According to the latest information on consumer credit behaviour for Q2 2016*, released by Compuscan, it is not only those with lower incomes that are struggling to make ends meet. Looking specifically at mortgages, Compuscan confirms that the number of these accounts that had adverse enforcements listed on them as at the end of Q2 2016 increased by 26% from quarter-to-quarter. Compuscan further reports that even those with mortgages of R3 million and more had been missing payments.
Comments Jacobus Eksteen, Senior Data Analyst at Compuscan: “In the first quarter of the year, we noted that consumers were struggling to keep up with their vehicle and asset finance loan repayments. The fact that the seconds quarter’s data indicated that consumers were struggling to make their mortgage payments is extremely concerning. On the whole, consumers tend to prioritise their mortgage payments as this type of debt is usually taken very seriously by consumers. They have a lot more to lose if they don’t make payments on this type of account, so the trends we’ve seen in our data leads us to believe that consumers have really been feeling burdened financially.”
Compuscan confirmed that the number of mortgages that had been subject to adverse enforcements increased from 18 500 to 23 300, from Q1 2016 to Q2 2016. The bureau’s data furthermore indicated that the number of mortgages that were three or more months in arrears increased by 7% from quarter to quarter.

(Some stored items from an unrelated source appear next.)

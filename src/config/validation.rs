//! Configuration validation.
//!
//! Serde handles syntax; this module checks semantics and returns every
//! problem found, not just the first.

use alloy::primitives::Address;
use std::fmt;

use crate::config::schema::ServiceConfig;
use crate::imx::types::parse_stark_key;

/// A single semantic configuration problem.
#[derive(Debug, Clone, PartialEq, Eq)]
pub struct ValidationError {
    pub field: &'static str,
    pub message: String,
}

impl ValidationError {
    fn new(field: &'static str, message: impl Into<String>) -> Self {
        Self {
            field,
            message: message.into(),
        }
    }
}

impl fmt::Display for ValidationError {
    fn fmt(&self, f: &mut fmt::Formatter<'_>) -> fmt::Result {
        write!(f, "{}: {}", self.field, self.message)
    }
}

/// Validate a fully merged configuration.
pub fn validate_config(config: &ServiceConfig) -> Result<(), Vec<ValidationError>> {
    let mut errors = Vec::new();

    if config.accounts.register_user_key.is_empty() {
        errors.push(ValidationError::new("REGISTER_USER", "private key is required"));
    }
    if config.accounts.owner_private_key.is_empty() {
        errors.push(ValidationError::new("OWNER_PRIVATE_KEY", "private key is required"));
    }

    check_stark_key(
        &mut errors,
        "REGISTER_USER_STARK_KEY",
        &config.accounts.register_user_stark_key,
    );
    check_stark_key(&mut errors, "OWNER_STARK_KEY", &config.accounts.owner_stark_key);

    if config.imx.public_api_url.parse::<url::Url>().is_err() {
        errors.push(ValidationError::new(
            "PUBLIC_API_URL",
            format!("'{}' is not a valid URL", config.imx.public_api_url),
        ));
    }

    if config.chain.rpc_url.is_none() && config.chain.infura_api_key.is_empty() {
        errors.push(ValidationError::new(
            "INFURA_API_KEY",
            "either INFURA_API_KEY or ETH_RPC_URL must be set",
        ));
    }

    check_address(&mut errors, "STARK_CONTRACT_ADDRESS", &config.imx.stark_contract_address);
    check_address(&mut errors, "REGISTRATION_ADDRESS", &config.imx.registration_address);
    check_address(&mut errors, "TOKEN_ADDRESS", &config.mint.token_address);
    check_address(&mut errors, "MINT_RECIPIENT", &config.mint.default_wallet);

    if config.mint.bulk_mint_max == 0 {
        errors.push(ValidationError::new("BULK_MINT_MAX", "must be greater than zero"));
    }
    if config.chain.poll_interval_ms == 0 {
        errors.push(ValidationError::new(
            "RECEIPT_POLL_INTERVAL_MS",
            "must be greater than zero",
        ));
    }
    if config.chain.confirmation_timeout_secs == 0 {
        errors.push(ValidationError::new(
            "CONFIRMATION_TIMEOUT_SECS",
            "must be greater than zero",
        ));
    }
    if config.chain.rpc_timeout_secs == 0 {
        errors.push(ValidationError::new("RPC_TIMEOUT_SECS", "must be greater than zero"));
    }
    if config.server.request_timeout_secs == 0 {
        errors.push(ValidationError::new("REQUEST_TIMEOUT_SECS", "must be greater than zero"));
    } else if config.server.request_timeout_secs <= min_request_timeout_secs(config) {
        errors.push(ValidationError::new(
            "REQUEST_TIMEOUT_SECS",
            format!(
                "must exceed {} seconds (confirmation deadline plus RPC and API timeouts)",
                min_request_timeout_secs(config)
            ),
        ));
    }

    if errors.is_empty() {
        Ok(())
    } else {
        Err(errors)
    }
}

/// A mint spends up to two RPC and two API round-trips around the
/// confirmation wait; the HTTP timeout must not cut that short.
pub fn min_request_timeout_secs(config: &ServiceConfig) -> u64 {
    config
        .chain
        .confirmation_timeout_secs
        .saturating_add(config.chain.rpc_timeout_secs.saturating_mul(2))
        .saturating_add(config.imx.api_timeout_secs.saturating_mul(2))
}

fn check_stark_key(errors: &mut Vec<ValidationError>, field: &'static str, value: &str) {
    if value.trim().is_empty() {
        errors.push(ValidationError::new(field, "stark public key is required"));
    } else if parse_stark_key(value).is_err() {
        errors.push(ValidationError::new(field, format!("'{}' is not a hex stark key", value)));
    }
}

fn check_address(errors: &mut Vec<ValidationError>, field: &'static str, value: &str) {
    if value.is_empty() {
        errors.push(ValidationError::new(field, "address is required"));
    } else if value.parse::<Address>().is_err() {
        errors.push(ValidationError::new(field, format!("'{}' is not a valid address", value)));
    }
}
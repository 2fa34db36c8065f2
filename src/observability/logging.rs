//! Structured logging setup.

use tracing_subscriber::{layer::SubscriberExt, util::SubscriberInitExt, EnvFilter};

use crate::config::ObservabilityConfig;

/// Filter used when neither `RUST_LOG` nor the config says otherwise.
pub fn default_directives(level: &str) -> String {
    format!("imx_minter={level},tower_http={level}")
}

/// Install the global subscriber.
///
/// `RUST_LOG` wins over the configured level. Calling this twice is a no-op.
pub fn init(config: &ObservabilityConfig) {
    let filter = EnvFilter::try_from_default_env()
        .unwrap_or_else(|_| EnvFilter::new(default_directives(&config.log_level)));

    let _ = tracing_subscriber::registry()
        .with(filter)
        .with(tracing_subscriber::fmt::layer())
        .try_init();
}
//! Game session: the mutable state a front end owns between inputs.
//!
//! A [`Session`] holds the board, whose turn it is, the derived status
//! and the play mode. Every input goes through [`Session::play`], which
//! applies the move, re-evaluates the board and, in player-vs-bot mode,
//! answers immediately with the bot's reply.

use super::bot::select_move;
use super::position::Position;
use super::types::{Board, GameStatus, Player, Square};
use derive_more::{Display, Error};
use serde::Deserialize;
use tracing::{debug, info, instrument};

/// The human always plays this mark against the bot.
pub const HUMAN: Player = Player::X;

/// The bot always plays this mark.
pub const BOT: Player = Player::O;

/// Who sits on the other side of the board.
#[derive(
    Debug,
    Clone,
    Copy,
    PartialEq,
    Eq,
    Default,
    Deserialize,
    strum::Display,
    strum::EnumString,
)]
#[strum(ascii_case_insensitive)]
pub enum Mode {
    /// Two humans take turns on one keyboard.
    #[default]
    #[serde(rename = "pvp")]
    #[strum(serialize = "pvp", to_string = "Player vs Player")]
    PlayerVsPlayer,
    /// A human plays X against the bot playing O.
    #[serde(rename = "pvb")]
    #[strum(serialize = "pvb", to_string = "Player vs Bot")]
    PlayerVsBot,
}

impl Mode {
    /// Switches to the other mode.
    pub fn toggle(self) -> Self {
        match self {
            Mode::PlayerVsPlayer => Mode::PlayerVsBot,
            Mode::PlayerVsBot => Mode::PlayerVsPlayer,
        }
    }
}

/// Reasons an input is rejected.
#[derive(Debug, Clone, Copy, PartialEq, Eq, Display, Error)]
pub enum SessionError {
    /// The game already has a winner or is drawn.
    #[display("Game is already over")]
    GameOver,
    /// The chosen square is taken.
    #[display("{_0} is already occupied")]
    SquareOccupied(#[error(not(source))] Position),
}

/// What happened in response to one input.
#[derive(Debug, Clone, Copy, PartialEq, Eq)]
pub struct Turn {
    /// Square the human played.
    pub played: Position,
    /// The bot's reply, if it moved.
    pub reply: Option<Position>,
    /// Status after the turn.
    pub status: GameStatus,
}

/// Mutable game state owned by a front end.
#[derive(Debug, Clone, PartialEq, Eq)]
pub struct Session {
    board: Board,
    current_player: Player,
    status: GameStatus,
    mode: Mode,
}

impl Session {
    /// Creates a fresh session; X moves first.
    #[instrument]
    pub fn new(mode: Mode) -> Self {
        Self {
            board: Board::new(),
            current_player: Player::X,
            status: GameStatus::InProgress,
            mode,
        }
    }

    /// Returns the board.
    pub fn board(&self) -> &Board {
        &self.board
    }

    /// Returns the player to move.
    pub fn current_player(&self) -> Player {
        self.current_player
    }

    /// Returns the game status.
    pub fn status(&self) -> GameStatus {
        self.status
    }

    /// Returns the play mode.
    pub fn mode(&self) -> Mode {
        self.mode
    }

    /// Clears the board and gives the move back to X. Mode is kept.
    #[instrument(skip(self))]
    pub fn reset(&mut self) {
        info!(mode = %self.mode, "Resetting game");
        *self = Self::new(self.mode);
    }

    /// Switches mode and starts a new game.
    #[instrument(skip(self))]
    pub fn set_mode(&mut self, mode: Mode) {
        info!(%mode, "Switching mode");
        *self = Self::new(mode);
    }

    /// Plays `pos` for the side whose turn it is.
    ///
    /// In player-vs-bot mode the human is always X and the bot's reply is
    /// applied before returning, so X is to move again afterwards.
    ///
    /// # Errors
    ///
    /// Rejects input once the game is over and on an occupied square. The
    /// session is unchanged on error.
    #[instrument(skip(self), fields(mode = %self.mode, player = %self.current_player))]
    pub fn play(&mut self, pos: Position) -> Result<Turn, SessionError> {
        if self.status.is_over() {
            return Err(SessionError::GameOver);
        }
        if !self.board.is_empty(pos) {
            return Err(SessionError::SquareOccupied(pos));
        }

        let mover = self.current_player;
        self.place(pos, mover);
        if self.status.is_over() || self.mode == Mode::PlayerVsPlayer {
            return Ok(self.turn(pos, None));
        }

        let reply = select_move(&self.board, BOT, HUMAN);
        if let Some(bot_pos) = reply {
            self.place(bot_pos, BOT);
        }
        Ok(self.turn(pos, reply))
    }

    /// Places a mark, refreshes the status, and passes the turn on.
    fn place(&mut self, pos: Position, player: Player) {
        self.board.set(pos, Square::Occupied(player));
        self.status = GameStatus::from_board(&self.board);
        if !self.status.is_over() {
            self.current_player = player.opponent();
        }
        debug!(%player, position = %pos, status = ?self.status, "Mark placed");
    }

    fn turn(&self, played: Position, reply: Option<Position>) -> Turn {
        Turn {
            played,
            reply,
            status: self.status,
        }
    }

    /// One-line status for display.
    pub fn status_text(&self) -> String {
        match self.status {
            GameStatus::InProgress => format!("Current player: {}", self.current_player),
            GameStatus::Draw => "Draw".to_string(),
            GameStatus::Won(player) => format!("{} wins", player),
        }
    }
}

impl Default for Session {
    fn default() -> Self {
        Self::new(Mode::default())
    }
}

While many consumers across the board seem to be in tougher financial positions than preceding months, consumers in lower income groups understandably feel the pinch the hardest. According to Compuscan’s data, approximately 39% of mortgages to the value of R300 000 or less had been subject to adverse enforcements as at the end of Q2 2016. Although this balance group had the highest percentage of accounts with adverses, the table below indicates that noteworthy percentages of mortgages of higher values had also been subject to adverse enforcements.
Adverse accounts: mortgages
Eksteen continues: “We noted that VAF loans of a medium value, from R101 000 to R250 000, had been subject to the highest percentage of adverse enforcements, followed by those from R250 001 toConsidering the vehicle and asset finance (VAF) loans listed on the bureau, Compuscan previously reported that there was a 19% increase from Q4 2015 to Q1 2016 in accounts that were three or more months in arrears. Although there was a less significant increase (9%) in these accounts that were three or more months overdue from Q1 2016 to Q2 2016, the trend remains a concerning one.
R400 000 (see table below). Based on this information, we can fairly confidently surmise that that even those who fall within higher income brackets are not necessarily coping financially. While there may be various reasons for consumers missing payments, it is likely that economic factors that affect the general cost of living have played a significant role.”
Adverse accounts: VAF loans
According to Compuscan’s data, the number of consumers that had been declared over-indebted and were part of the debt counselling process as at the end of Q2 2016 had increased by 8% from quarter to quarter to over 158 000 consumers. There was additionally a 6% increase in the number of individuals whose worst position was an adverse status on one or more of their accounts, as well as a 7% increase in the number of accounts that were three or more months in arrears. Rather notably, there was a 20% increase in the number of revolving loans with adverse statuses.
The data further revealed that of the approximate 70 million accounts that were open on the bureau as at the end of Q2 2016, only about 47 million of these had been paid up to date.
Compuscan reiterates that it is essential for consumers to prioritise their spending wisely according to their budgets, and always in light of their needs rather than their wants. Because there are consequences to skipping payments, including a decreased credit score, financial penalties, increased interest rates, legal action and an inability to obtain further credit, it is important that credit-active consumers place account repayments high on their priority lists. It is likewise important that they don’t over extend themselves by taking out unnecessary loans or by being dishonest during the affordability studies performed by credit providers when extending new loans.
The following advice may assist consumers in better managing their debt:
1. Draw up a budget and stick to it. Include a debt checklist in order to prioritise which debts to pay off first.
2. Identify areas where you overspend and limit those expenses. Avoid spending money that you don’t have on goods or experiences that are not absolutely necessary (things you simply want).
3. Close accounts that are unnecessary and that might tempt you to spend beyond your means. Make a decision to limit yourself to only a few accounts.
4. Contact your credit providers to negotiate your payment plan if you are in financial difficulty. Seek professional guidance on managing your debt if needed.
5. Get a copy of your credit report to assess your financial health. This can be done via mycreditcheck.co.za. It is recommended that this is done on a monthly basis but should be done at least once a year.
* This data forms part of a detailed synopsis submitted by Compuscan to the National Credit Regulator (NCR).